-- Opening Marker --

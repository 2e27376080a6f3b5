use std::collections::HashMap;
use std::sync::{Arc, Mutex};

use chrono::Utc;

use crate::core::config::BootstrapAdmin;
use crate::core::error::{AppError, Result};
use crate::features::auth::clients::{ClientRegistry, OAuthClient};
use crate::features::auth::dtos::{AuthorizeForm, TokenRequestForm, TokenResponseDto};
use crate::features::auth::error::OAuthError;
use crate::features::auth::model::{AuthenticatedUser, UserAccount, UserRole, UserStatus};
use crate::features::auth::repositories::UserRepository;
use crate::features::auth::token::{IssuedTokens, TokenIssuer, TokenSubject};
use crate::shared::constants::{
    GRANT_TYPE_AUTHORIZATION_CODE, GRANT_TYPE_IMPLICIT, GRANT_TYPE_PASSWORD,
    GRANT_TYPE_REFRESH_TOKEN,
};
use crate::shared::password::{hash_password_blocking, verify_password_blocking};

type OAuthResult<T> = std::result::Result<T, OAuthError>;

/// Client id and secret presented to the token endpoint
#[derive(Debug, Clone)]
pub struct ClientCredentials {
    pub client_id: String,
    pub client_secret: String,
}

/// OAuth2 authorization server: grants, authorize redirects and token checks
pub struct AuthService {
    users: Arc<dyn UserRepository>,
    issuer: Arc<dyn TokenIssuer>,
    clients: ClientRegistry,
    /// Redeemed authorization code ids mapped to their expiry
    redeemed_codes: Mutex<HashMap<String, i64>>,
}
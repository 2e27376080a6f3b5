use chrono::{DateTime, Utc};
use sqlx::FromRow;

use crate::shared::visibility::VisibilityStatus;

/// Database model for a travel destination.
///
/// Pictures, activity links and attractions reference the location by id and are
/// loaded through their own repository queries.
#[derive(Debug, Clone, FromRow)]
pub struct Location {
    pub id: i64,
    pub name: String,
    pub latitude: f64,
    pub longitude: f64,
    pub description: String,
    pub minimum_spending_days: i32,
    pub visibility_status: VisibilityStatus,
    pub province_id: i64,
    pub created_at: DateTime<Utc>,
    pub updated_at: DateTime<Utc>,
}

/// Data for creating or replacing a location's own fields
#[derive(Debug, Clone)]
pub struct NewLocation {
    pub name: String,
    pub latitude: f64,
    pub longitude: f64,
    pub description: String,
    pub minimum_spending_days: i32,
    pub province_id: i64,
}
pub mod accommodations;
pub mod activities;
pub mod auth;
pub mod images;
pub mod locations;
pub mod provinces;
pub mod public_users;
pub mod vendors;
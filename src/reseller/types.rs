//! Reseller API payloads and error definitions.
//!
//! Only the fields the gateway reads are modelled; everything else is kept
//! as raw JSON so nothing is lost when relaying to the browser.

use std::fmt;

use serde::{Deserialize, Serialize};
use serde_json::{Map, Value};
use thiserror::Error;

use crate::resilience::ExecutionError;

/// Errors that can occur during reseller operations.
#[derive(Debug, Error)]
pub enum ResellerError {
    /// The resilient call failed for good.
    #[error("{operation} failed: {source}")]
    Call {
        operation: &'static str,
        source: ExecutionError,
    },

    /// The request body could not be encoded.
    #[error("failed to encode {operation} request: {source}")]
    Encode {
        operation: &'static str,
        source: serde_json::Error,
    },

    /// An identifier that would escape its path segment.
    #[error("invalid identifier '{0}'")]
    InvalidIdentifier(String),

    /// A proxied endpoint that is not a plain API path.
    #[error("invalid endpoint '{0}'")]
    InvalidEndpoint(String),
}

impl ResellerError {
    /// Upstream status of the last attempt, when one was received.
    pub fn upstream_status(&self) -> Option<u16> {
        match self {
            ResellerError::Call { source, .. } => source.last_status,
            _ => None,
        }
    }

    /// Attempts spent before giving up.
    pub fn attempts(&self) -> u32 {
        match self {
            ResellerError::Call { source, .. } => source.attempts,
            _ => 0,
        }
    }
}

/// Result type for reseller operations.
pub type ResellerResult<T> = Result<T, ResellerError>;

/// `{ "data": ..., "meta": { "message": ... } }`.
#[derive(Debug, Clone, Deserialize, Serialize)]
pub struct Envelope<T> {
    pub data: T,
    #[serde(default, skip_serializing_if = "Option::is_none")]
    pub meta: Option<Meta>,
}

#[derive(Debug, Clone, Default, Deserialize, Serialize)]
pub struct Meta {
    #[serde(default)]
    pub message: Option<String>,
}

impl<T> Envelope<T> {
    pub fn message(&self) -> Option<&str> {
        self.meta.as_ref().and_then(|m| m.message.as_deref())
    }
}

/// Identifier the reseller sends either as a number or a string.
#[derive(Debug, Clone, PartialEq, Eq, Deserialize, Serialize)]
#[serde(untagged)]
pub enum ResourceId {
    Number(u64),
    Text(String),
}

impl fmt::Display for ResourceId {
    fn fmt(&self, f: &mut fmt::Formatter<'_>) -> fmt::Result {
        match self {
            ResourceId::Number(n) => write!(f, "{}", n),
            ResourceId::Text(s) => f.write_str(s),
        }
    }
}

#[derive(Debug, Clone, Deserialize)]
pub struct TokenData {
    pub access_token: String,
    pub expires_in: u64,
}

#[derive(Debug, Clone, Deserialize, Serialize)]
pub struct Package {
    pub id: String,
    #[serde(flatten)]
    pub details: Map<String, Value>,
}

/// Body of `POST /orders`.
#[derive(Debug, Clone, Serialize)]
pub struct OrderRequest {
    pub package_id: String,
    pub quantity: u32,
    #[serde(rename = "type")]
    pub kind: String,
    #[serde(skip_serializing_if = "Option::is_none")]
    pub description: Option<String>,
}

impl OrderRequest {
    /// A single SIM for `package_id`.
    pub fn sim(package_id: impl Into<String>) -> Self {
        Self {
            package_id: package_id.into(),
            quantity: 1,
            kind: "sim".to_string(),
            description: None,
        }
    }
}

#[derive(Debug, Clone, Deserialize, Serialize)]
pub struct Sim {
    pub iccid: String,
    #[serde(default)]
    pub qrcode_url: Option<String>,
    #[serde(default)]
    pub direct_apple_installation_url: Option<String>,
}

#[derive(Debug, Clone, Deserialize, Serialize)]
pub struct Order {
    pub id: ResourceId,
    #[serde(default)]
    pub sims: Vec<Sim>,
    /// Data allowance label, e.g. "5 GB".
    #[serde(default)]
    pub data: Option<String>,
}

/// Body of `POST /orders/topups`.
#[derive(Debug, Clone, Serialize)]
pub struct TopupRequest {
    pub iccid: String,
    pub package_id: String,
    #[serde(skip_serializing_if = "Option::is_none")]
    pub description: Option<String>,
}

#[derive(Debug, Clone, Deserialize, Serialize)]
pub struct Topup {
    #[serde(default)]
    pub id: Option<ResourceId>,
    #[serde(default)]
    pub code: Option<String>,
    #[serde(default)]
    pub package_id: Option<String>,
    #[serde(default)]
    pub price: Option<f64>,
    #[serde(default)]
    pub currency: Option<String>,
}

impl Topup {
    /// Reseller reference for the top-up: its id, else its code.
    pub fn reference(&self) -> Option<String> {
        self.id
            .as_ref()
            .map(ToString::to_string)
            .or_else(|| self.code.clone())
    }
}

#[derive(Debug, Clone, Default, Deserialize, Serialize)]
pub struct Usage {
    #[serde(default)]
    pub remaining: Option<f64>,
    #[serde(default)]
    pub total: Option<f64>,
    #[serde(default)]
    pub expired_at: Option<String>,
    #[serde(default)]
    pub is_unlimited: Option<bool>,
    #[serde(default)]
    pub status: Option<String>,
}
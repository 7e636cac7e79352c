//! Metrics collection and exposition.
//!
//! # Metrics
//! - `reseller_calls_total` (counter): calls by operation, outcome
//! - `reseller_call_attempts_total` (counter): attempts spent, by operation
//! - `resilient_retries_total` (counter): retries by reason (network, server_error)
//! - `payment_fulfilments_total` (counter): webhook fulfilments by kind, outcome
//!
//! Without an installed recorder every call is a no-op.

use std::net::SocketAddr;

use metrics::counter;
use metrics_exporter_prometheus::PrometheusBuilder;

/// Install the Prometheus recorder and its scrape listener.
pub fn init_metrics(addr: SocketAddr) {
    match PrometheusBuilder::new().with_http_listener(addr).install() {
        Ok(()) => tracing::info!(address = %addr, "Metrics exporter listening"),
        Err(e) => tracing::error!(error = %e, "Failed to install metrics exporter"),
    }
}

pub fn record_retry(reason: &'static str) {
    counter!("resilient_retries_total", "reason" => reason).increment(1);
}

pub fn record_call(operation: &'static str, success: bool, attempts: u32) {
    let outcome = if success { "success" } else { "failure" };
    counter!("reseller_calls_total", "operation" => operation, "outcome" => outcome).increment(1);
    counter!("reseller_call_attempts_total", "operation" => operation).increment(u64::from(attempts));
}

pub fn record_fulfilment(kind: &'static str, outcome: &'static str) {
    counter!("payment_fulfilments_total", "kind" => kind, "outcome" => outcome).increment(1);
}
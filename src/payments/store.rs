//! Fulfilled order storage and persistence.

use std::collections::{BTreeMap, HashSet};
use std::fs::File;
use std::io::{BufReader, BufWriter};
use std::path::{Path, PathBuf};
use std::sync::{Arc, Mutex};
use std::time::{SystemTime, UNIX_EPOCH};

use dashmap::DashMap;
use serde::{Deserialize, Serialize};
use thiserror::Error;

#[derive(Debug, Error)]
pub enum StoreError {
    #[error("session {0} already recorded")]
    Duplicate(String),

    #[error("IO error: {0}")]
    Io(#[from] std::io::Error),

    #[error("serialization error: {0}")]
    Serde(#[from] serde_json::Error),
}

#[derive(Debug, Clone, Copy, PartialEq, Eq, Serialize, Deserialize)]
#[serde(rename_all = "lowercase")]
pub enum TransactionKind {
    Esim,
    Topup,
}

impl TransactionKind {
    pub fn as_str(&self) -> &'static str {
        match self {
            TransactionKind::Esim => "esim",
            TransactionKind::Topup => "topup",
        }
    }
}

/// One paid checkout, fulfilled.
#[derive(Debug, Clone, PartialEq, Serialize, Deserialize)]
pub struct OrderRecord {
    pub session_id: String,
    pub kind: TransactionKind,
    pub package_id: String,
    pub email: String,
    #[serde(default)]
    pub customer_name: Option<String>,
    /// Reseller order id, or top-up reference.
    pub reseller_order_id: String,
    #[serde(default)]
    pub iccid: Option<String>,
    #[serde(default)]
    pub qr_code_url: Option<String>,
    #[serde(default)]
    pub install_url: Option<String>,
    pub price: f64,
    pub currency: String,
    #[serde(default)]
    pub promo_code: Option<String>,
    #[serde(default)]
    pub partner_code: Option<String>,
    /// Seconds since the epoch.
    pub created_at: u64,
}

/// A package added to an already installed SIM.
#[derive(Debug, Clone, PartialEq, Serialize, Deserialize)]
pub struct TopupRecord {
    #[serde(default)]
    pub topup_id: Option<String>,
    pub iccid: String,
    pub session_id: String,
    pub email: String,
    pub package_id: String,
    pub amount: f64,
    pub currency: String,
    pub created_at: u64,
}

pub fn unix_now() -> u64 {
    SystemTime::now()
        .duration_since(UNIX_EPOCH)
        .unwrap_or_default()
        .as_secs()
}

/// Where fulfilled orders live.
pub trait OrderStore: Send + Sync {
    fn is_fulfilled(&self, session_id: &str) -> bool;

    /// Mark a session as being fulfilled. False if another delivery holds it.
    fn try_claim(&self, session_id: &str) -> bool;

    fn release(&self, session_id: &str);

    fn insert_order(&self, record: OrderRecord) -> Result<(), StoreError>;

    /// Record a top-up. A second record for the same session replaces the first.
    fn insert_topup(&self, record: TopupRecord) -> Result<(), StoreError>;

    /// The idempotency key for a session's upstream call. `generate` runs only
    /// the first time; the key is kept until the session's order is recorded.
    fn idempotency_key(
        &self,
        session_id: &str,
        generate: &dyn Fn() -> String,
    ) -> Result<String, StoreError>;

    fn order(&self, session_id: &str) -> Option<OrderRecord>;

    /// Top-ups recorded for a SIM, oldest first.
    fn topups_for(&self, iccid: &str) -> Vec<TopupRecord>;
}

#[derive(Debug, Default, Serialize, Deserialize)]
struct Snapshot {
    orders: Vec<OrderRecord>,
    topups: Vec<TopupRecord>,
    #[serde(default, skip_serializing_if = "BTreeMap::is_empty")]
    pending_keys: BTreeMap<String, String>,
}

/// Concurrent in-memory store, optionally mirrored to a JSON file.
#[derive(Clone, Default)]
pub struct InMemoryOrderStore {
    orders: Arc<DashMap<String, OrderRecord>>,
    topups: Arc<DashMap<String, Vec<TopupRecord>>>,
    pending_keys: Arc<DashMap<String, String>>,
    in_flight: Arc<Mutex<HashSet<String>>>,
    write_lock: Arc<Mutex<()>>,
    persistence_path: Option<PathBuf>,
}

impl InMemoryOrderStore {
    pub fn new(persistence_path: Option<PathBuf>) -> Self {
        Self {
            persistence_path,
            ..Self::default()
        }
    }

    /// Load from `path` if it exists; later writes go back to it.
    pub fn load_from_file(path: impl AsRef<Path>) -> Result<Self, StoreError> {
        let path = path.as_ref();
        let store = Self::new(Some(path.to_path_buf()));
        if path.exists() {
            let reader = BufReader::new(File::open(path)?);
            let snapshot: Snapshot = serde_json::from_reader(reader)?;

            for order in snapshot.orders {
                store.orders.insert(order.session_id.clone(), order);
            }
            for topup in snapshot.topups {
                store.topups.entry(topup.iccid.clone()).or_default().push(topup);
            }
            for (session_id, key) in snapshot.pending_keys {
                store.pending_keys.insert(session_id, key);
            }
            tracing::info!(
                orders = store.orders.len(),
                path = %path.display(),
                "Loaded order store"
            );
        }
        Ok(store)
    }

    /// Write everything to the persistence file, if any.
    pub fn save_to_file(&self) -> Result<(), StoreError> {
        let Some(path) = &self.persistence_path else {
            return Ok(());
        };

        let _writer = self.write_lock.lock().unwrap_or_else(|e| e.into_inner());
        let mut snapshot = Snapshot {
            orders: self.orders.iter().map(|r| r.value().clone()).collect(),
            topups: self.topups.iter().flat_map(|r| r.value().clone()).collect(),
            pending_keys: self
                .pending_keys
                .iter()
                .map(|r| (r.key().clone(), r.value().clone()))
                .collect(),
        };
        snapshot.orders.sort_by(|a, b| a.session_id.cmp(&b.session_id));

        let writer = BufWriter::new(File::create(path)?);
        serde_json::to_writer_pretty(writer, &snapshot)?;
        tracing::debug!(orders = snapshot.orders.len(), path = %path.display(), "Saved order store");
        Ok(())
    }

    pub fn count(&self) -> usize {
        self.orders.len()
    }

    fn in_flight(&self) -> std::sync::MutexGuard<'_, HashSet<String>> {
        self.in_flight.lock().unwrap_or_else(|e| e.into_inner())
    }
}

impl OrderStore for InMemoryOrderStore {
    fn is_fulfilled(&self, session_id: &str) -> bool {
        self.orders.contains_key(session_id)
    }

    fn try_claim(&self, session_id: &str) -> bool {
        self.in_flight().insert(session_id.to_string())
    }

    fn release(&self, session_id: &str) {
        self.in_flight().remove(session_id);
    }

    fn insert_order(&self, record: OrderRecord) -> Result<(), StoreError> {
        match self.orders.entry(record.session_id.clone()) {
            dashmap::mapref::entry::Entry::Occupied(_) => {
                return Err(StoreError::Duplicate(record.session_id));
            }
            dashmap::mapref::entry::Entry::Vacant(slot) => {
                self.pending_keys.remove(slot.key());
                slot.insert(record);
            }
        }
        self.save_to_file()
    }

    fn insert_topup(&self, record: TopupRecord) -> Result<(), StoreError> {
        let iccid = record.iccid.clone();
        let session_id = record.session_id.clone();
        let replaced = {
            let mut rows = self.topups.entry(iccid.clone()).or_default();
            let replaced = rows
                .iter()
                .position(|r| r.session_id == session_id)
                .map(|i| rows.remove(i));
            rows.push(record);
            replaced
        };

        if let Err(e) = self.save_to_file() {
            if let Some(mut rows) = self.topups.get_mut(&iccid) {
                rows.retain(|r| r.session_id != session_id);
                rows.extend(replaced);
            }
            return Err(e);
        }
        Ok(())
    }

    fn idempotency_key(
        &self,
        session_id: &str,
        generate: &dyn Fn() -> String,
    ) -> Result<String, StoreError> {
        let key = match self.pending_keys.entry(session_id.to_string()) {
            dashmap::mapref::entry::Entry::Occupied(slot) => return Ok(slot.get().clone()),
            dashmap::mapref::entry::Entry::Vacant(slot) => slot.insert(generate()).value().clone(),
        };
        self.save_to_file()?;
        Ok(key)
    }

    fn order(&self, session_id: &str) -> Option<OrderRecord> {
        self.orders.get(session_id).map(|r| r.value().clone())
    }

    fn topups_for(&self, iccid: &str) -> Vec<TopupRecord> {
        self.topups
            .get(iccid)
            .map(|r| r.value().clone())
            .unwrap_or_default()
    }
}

-- Closing Marker --

What to produce
Set down, exactly as written, each line of the data from its opening line through the one containing "use crate::features::auth::error::OAuthError;". Output nothing more.

Exercise solution
repository 2e27376080a6f3b5
use std::collections::HashMap;
use std::sync::{Arc, Mutex};

use chrono::Utc;

use crate::core::config::BootstrapAdmin;
use crate::core::error::{AppError, Result};
use crate::features::auth::clients::{ClientRegistry, OAuthClient};
use crate::features::auth::dtos::{AuthorizeForm, TokenRequestForm, TokenResponseDto};
use crate::features::auth::error::OAuthError;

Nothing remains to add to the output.